Please filter the listing for the string "Hash" and copy each matching line.

━━━━━ DATA TO PROCESS

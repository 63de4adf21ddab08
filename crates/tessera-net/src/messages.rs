//! Wire message types.
//!
//! Every frame is a JSON object `{type, id, to, ...body}`. `id` is the
//! deduplication key and `to` lists the peers that have already seen the
//! message, so relays can skip them.

use bytes::Bytes;
use serde::{Deserialize, Serialize};
use std::fmt;

use tessera_core::VerificationRecord;

use crate::error::{NetError, Result};

/// Identifier of a peer in the mesh.
#[derive(Debug, Clone, PartialEq, Eq, Hash, PartialOrd, Ord, Serialize, Deserialize)]
#[serde(transparent)]
pub struct PeerId(String);

impl PeerId {
    pub fn new(id: impl Into<String>) -> Self {
        Self(id.into())
    }

    /// Generate a random peer ID.
    pub fn random() -> Self {
        Self(random_hex())
    }

    pub fn as_str(&self) -> &str {
        &self.0
    }
}

impl fmt::Display for PeerId {
    fn fmt(&self, f: &mut fmt::Formatter<'_>) -> fmt::Result {
        f.write_str(&self.0)
    }
}

/// Unique identifier of a message; the deduplication key.
#[derive(Debug, Clone, PartialEq, Eq, Hash, Serialize, Deserialize)]
#[serde(transparent)]
pub struct MessageId(String);

impl MessageId {
    pub fn new(id: impl Into<String>) -> Self {
        Self(id.into())
    }

    /// Generate a random message ID.
    pub fn random() -> Self {
        Self(random_hex())
    }

    pub fn as_str(&self) -> &str {
        &self.0
    }
}

impl fmt::Display for MessageId {
    fn fmt(&self, f: &mut fmt::Formatter<'_>) -> fmt::Result {
        f.write_str(&self.0)
    }
}

fn random_hex() -> String {
    use rand::Rng;
    let bytes: [u8; 16] = rand::thread_rng().gen();
    hex::encode(bytes)
}

/// Role of a peer in the topology.
#[derive(Debug, Clone, Copy, PartialEq, Eq, Hash, Serialize, Deserialize)]
#[serde(rename_all = "lowercase")]
pub enum PeerKind {
    /// Long-lived relay; receives cross-server broadcasts.
    Server,
    /// Edge peer; only receives ordinary broadcasts.
    Client,
}

/// What a peer says about itself in `ping`/`pong`.
#[derive(Debug, Clone, PartialEq, Eq, Hash, Serialize, Deserialize)]
#[serde(rename_all = "camelCase")]
pub struct PeerDescriptor {
    pub peer_id: PeerId,
    pub kind: PeerKind,
}

impl PeerDescriptor {
    pub fn new(peer_id: PeerId, kind: PeerKind) -> Self {
        Self { peer_id, kind }
    }

    pub fn server(peer_id: PeerId) -> Self {
        Self::new(peer_id, PeerKind::Server)
    }

    pub fn client(peer_id: PeerId) -> Self {
        Self::new(peer_id, PeerKind::Client)
    }
}

/// Message size limits.
pub mod limits {
    /// Max encoded frame size in bytes.
    pub const MAX_FRAME_BYTES: usize = 1 << 20;
    /// Max entries in `to`.
    pub const MAX_SEEN_BY: usize = 256;
    /// Max key length carried by get/subscribe.
    pub const MAX_KEY_BYTES: usize = tessera_core::keyspace::MAX_KEY_LEN;
}

/// Message payloads, tagged by `type`.
#[derive(Debug, Clone, PartialEq, Serialize, Deserialize)]
#[serde(tag = "type", rename_all = "camelCase")]
pub enum MessageBody {
    /// A plain record write.
    Put { record: VerificationRecord },
    /// A record whose value is a CRDT change log.
    CrdtPut { record: VerificationRecord },
    /// Ask for the record under `key`.
    Get { key: String },
    /// Ask for the CRDT record under `key`.
    CrdtGet { key: String },
    /// Ask to be sent the current and future records under `key`.
    Subscribe { key: String },
    /// Topology hello.
    Ping { peer: PeerDescriptor },
    /// Reply to `ping`.
    Pong { peer: PeerDescriptor },
}

impl MessageBody {
    /// The wire `type` tag.
    pub fn kind(&self) -> &'static str {
        match self {
            MessageBody::Put { .. } => "put",
            MessageBody::CrdtPut { .. } => "crdtPut",
            MessageBody::Get { .. } => "get",
            MessageBody::CrdtGet { .. } => "crdtGet",
            MessageBody::Subscribe { .. } => "subscribe",
            MessageBody::Ping { .. } => "ping",
            MessageBody::Pong { .. } => "pong",
        }
    }

    /// The key a message is about, if any.
    pub fn key(&self) -> Option<&str> {
        match self {
            MessageBody::Put { record } | MessageBody::CrdtPut { record } => Some(record.key.as_str()),
            MessageBody::Get { key } | MessageBody::CrdtGet { key } | MessageBody::Subscribe { key } => {
                Some(key.as_str())
            }
            MessageBody::Ping { .. } | MessageBody::Pong { .. } => None,
        }
    }
}

/// A framed wire message.
#[derive(Debug, Clone, PartialEq, Serialize, Deserialize)]
pub struct WireMessage {
    pub id: MessageId,
    #[serde(default)]
    pub to: Vec<PeerId>,
    #[serde(flatten)]
    pub body: MessageBody,
}

impl WireMessage {
    /// Wrap a body with a fresh random id.
    pub fn new(body: MessageBody) -> Self {
        Self {
            id: MessageId::random(),
            to: Vec::new(),
            body,
        }
    }

    /// Record that `peer` has seen this message.
    pub fn seen_by(mut self, peer: PeerId) -> Self {
        if !self.to.contains(&peer) {
            self.to.push(peer);
        }
        self
    }

    /// Check if `peer` is known to have seen this message.
    pub fn was_seen_by(&self, peer: &PeerId) -> bool {
        self.to.contains(peer)
    }

    /// The wire `type` tag.
    pub fn kind(&self) -> &'static str {
        self.body.kind()
    }

    /// Check if this message respects size limits.
    pub fn validate_limits(&self) -> std::result::Result<(), &'static str> {
        if self.to.len() > limits::MAX_SEEN_BY {
            return Err("too many peers in to");
        }
        if let Some(key) = self.body.key() {
            if key.len() > limits::MAX_KEY_BYTES {
                return Err("key too long");
            }
        }
        Ok(())
    }

    /// Encode as a JSON frame.
    pub fn encode(&self) -> Result<Bytes> {
        let bytes = serde_json::to_vec(self).map_err(|e| NetError::InvalidMessage(e.to_string()))?;
        if bytes.len() > limits::MAX_FRAME_BYTES {
            return Err(NetError::MessageTooLarge {
                size: bytes.len(),
                max: limits::MAX_FRAME_BYTES,
            });
        }
        Ok(Bytes::from(bytes))
    }

    /// Decode and limit-check a JSON frame.
    pub fn decode(frame: &[u8]) -> Result<Self> {
        if frame.len() > limits::MAX_FRAME_BYTES {
            return Err(NetError::MessageTooLarge {
                size: frame.len(),
                max: limits::MAX_FRAME_BYTES,
            });
        }
        let message: Self =
            serde_json::from_slice(frame).map_err(|e| NetError::InvalidMessage(e.to_string()))?;
        message
            .validate_limits()
            .map_err(|e| NetError::InvalidMessage(e.into()))?;
        Ok(message)
    }
}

━━━━━━━━━━

- _RESULT_:
#[derive(Debug, Clone, PartialEq, Eq, Hash, PartialOrd, Ord, Serialize, Deserialize)]
#[derive(Debug, Clone, PartialEq, Eq, Hash, Serialize, Deserialize)]
#[derive(Debug, Clone, Copy, PartialEq, Eq, Hash, Serialize, Deserialize)]
#[derive(Debug, Clone, PartialEq, Eq, Hash, Serialize, Deserialize)]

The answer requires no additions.